*** Opening Data ***

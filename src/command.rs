use std::process::Command;

use log::debug;

use crate::error::{Error, Result};

fn program_name(cmd: &Command) -> String {
    cmd.get_program().to_string_lossy().into_owned()
}

/// Run `cmd` to completion and return its stdout; a non-zero exit is an error
/// carrying the captured stderr.
pub(crate) fn checked_output(cmd: &mut Command) -> Result<Vec<u8>> {
    debug!("exec: {cmd:?}");
    let program = program_name(cmd);
    let output = cmd.output().map_err(|source| Error::Spawn {
        program: program.clone(),
        source,
    })?;

    if !output.status.success() {
        return Err(Error::CommandFailed {
            program,
            status: output.status,
            stderr: String::from_utf8_lossy(&output.stderr).trim().to_string(),
        });
    }
    Ok(output.stdout)
}

#[cfg(test)]
mod tests {
    use super::*;

    #[test]
    fn stdout_is_returned_on_success() {
        let out = checked_output(Command::new("sh").args(["-c", "printf hello"])).unwrap();
        assert_eq!(out, b"hello");
    }

    #[test]
    fn non_zero_exit_carries_stderr() {
        let err = checked_output(Command::new("sh").args(["-c", "echo boom >&2; exit 3"]))
            .unwrap_err();
        match err {
            Error::CommandFailed {
                program,
                status,
                stderr,
            } => {
                assert_eq!(program, "sh");
                assert_eq!(status.code(), Some(3));
                assert_eq!(stderr, "boom");
            }
            other => panic!("unexpected error: {other}"),
        }
    }

    #[test]
    fn missing_program_is_a_spawn_error() {
        let err = checked_output(&mut Command::new("/nonexistent/lttng-ust-bench-tool")).unwrap_err();
        assert!(matches!(err, Error::Spawn { .. }));
    }
}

*** Closing Data ***

[Prompt]: Return every line of the listing that has the word "Result" in it.

[Answer]:
use crate::error::{Error, Result};
pub(crate) fn checked_output(cmd: &mut Command) -> Result<Vec<u8>> {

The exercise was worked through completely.